Look through the material and copy each line holding "warn".

*** Block opens ***

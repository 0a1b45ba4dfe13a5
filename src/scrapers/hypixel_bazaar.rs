//! Hypixel Skyblock bazaar REST client.
//!
//! Two endpoints are consumed:
//! - the bazaar snapshot (`quick_status` per product)
//! - a price tracker returning `RFC3339 timestamp -> {b, s}` per product

use anyhow::{Context, Result};
use async_trait::async_trait;
use chrono::{DateTime, TimeDelta, Utc};
use reqwest::{Client, StatusCode};
use serde::Deserialize;
use std::{collections::HashMap, time::Duration, time::Instant};
use tracing::{debug, info, warn};

use super::{MarketError, MarketSnapshot, MarketplaceClient};
use crate::models::{PriceHistoryPoint, ProductSnapshot};

pub const HYPIXEL_BAZAAR_URL: &str = "https://api.hypixel.net/v2/skyblock/bazaar";

/// Not a real v2 endpoint; the 404 reply still says whether the key is valid
pub const HYPIXEL_KEY_CHECK_URL: &str = "https://api.hypixel.net/v2/key";

#[derive(Debug, Deserialize)]
#[serde(rename_all = "camelCase")]
struct BazaarResponse {
    success: bool,
    #[serde(default)]
    last_updated: i64,
    #[serde(default)]
    products: HashMap<String, BazaarProduct>,
}

#[derive(Debug, Deserialize)]
struct BazaarProduct {
    #[serde(default)]
    product_id: String,
    quick_status: QuickStatus,
}

#[derive(Debug, Deserialize)]
#[serde(rename_all = "camelCase")]
struct QuickStatus {
    sell_price: f64,
    sell_volume: i64,
    sell_moving_week: i64,
    buy_price: f64,
    buy_volume: i64,
    buy_moving_week: i64,
}

#[derive(Debug, Deserialize)]
struct KeyCheckReply {
    success: bool,
    #[serde(default)]
    cause: String,
}

#[derive(Debug, Deserialize)]
struct HistoryEntry {
    #[serde(rename = "b")]
    buy: f64,
    #[serde(rename = "s")]
    sell: f64,
}

/// One client per API key; cheap to clone.
#[derive(Clone)]
pub struct HypixelBazaarClient {
    client: Client,
    bazaar_url: String,
    history_base_url: String,
}

impl HypixelBazaarClient {
    /// `timeout` bounds every upstream call so a stuck request cannot stall
    /// a refresh cycle.
    pub fn new(
        api_key: &str,
        bazaar_url: impl Into<String>,
        history_base_url: impl Into<String>,
        timeout: Duration,
    ) -> Result<Self> {
        let client = Client::builder()
            .timeout(timeout)
            .pool_max_idle_per_host(32)
            .pool_idle_timeout(Duration::from_secs(90))
            .tcp_keepalive(Duration::from_secs(30))
            .default_headers({
                let mut headers = reqwest::header::HeaderMap::new();
                headers.insert(
                    "API-Key",
                    api_key.parse().context("Invalid Hypixel api key")?,
                );
                headers
            })
            .build()
            .context("Failed to build HypixelBazaarClient")?;

        Ok(Self {
            client,
            bazaar_url: bazaar_url.into(),
            history_base_url: history_base_url.into(),
        })
    }

    /// Fails with [`MarketError::InvalidApiKey`] when Hypixel rejects the key.
    /// Meant to run once at startup, before any refresh cycle.
    pub async fn verify_key(&self) -> Result<(), MarketError> {
        // Status is ignored: the check URL answers non-2xx for valid keys too
        let body = self.client.get(HYPIXEL_KEY_CHECK_URL).send().await?.bytes().await?;
        let reply: KeyCheckReply = serde_json::from_slice(&body)?;
        check_key_reply(reply)?;

        info!("🔑 Hypixel API key is valid");
        Ok(())
    }

    async fn checked_get(&self, url: &str) -> Result<reqwest::Response, MarketError> {
        let resp = self.client.get(url).send().await?;
        let status = resp.status();
        if status == StatusCode::INTERNAL_SERVER_ERROR {
            warn!(url, "Upstream returned 500 (likely rate limited)");
        }
        if !status.is_success() {
            let body = resp.text().await.unwrap_or_default();
            return Err(MarketError::HttpStatus {
                status: status.as_u16(),
                body,
            });
        }
        Ok(resp)
    }
}

#[async_trait]
impl MarketplaceClient for HypixelBazaarClient {
    async fn fetch_snapshot(&self) -> Result<MarketSnapshot, MarketError> {
        let started = Instant::now();
        let body = self.checked_get(&self.bazaar_url).await?.bytes().await?;
        let resp: BazaarResponse = serde_json::from_slice(&body)?;
        let snapshot = parse_bazaar(resp)?;

        info!(
            products = snapshot.products.len(),
            elapsed_ms = started.elapsed().as_millis() as u64,
            "📦 Bazaar snapshot fetched"
        );
        Ok(snapshot)
    }

    async fn fetch_history(
        &self,
        product_id: &str,
        window: Duration,
    ) -> Result<Vec<PriceHistoryPoint>, MarketError> {
        let url = format!("{}{}", self.history_base_url, product_id);
        let body = self.checked_get(&url).await?.bytes().await?;
        let raw: HashMap<String, HistoryEntry> = serde_json::from_slice(&body)?;
        let points = parse_history(raw)?;
        let retained = retain_window(points, window, Utc::now());

        debug!(product_id, points = retained.len(), "Price history fetched");
        Ok(retained)
    }
}

fn check_key_reply(reply: KeyCheckReply) -> Result<(), MarketError> {
    if !reply.success && reply.cause.contains("Invalid") {
        return Err(MarketError::InvalidApiKey(reply.cause));
    }
    Ok(())
}

fn parse_bazaar(resp: BazaarResponse) -> Result<MarketSnapshot, MarketError> {
    if !resp.success {
        return Err(MarketError::Unsuccessful("bazaar fetch"));
    }

    let products = resp
        .products
        .into_iter()
        .map(|(key, p)| {
            let product_id = if p.product_id.is_empty() {
                key
            } else {
                p.product_id
            };
            let q = p.quick_status;
            ProductSnapshot {
                product_id,
                sell_price: q.sell_price,
                buy_price: q.buy_price,
                sell_volume: q.sell_volume,
                buy_volume: q.buy_volume,
                sell_moving_week: q.sell_moving_week,
                buy_moving_week: q.buy_moving_week,
            }
        })
        .collect();

    Ok(MarketSnapshot {
        last_updated: resp.last_updated,
        products,
    })
}

/// Sort timestamp keys chronologically and parse them; any malformed key
/// fails the whole history.
fn parse_history(
    raw: HashMap<String, HistoryEntry>,
) -> Result<Vec<PriceHistoryPoint>, MarketError> {
    let mut points = raw
        .into_iter()
        .map(|(ts, entry)| {
            let timestamp = DateTime::parse_from_rfc3339(&ts)
                .map_err(|_| MarketError::InvalidTimestamp(ts.clone()))?
                .with_timezone(&Utc);
            Ok(PriceHistoryPoint {
                timestamp,
                buy: entry.buy,
                sell: entry.sell,
            })
        })
        .collect::<Result<Vec<_>, MarketError>>()?;

    points.sort_by_key(|p| p.timestamp);
    Ok(points)
}

/// Keep the suffix of an oldest-first series whose age is within `window`.
///
/// Walks forward from the oldest point and stops at the first one whose age
/// is `<= window`; that point and everything after it is retained.
pub fn retain_window(
    points: Vec<PriceHistoryPoint>,
    window: Duration,
    now: DateTime<Utc>,
) -> Vec<PriceHistoryPoint> {
    let window = TimeDelta::from_std(window).unwrap_or(TimeDelta::MAX);
    let first_recent = points
        .iter()
        .position(|p| now.signed_duration_since(p.timestamp) <= window)
        .unwrap_or(points.len());
    points.into_iter().skip(first_recent).collect()
}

*** Block closes ***

Exercise solution:
use tracing::{debug, info, warn};
            warn!(url, "Upstream returned 500 (likely rate limited)");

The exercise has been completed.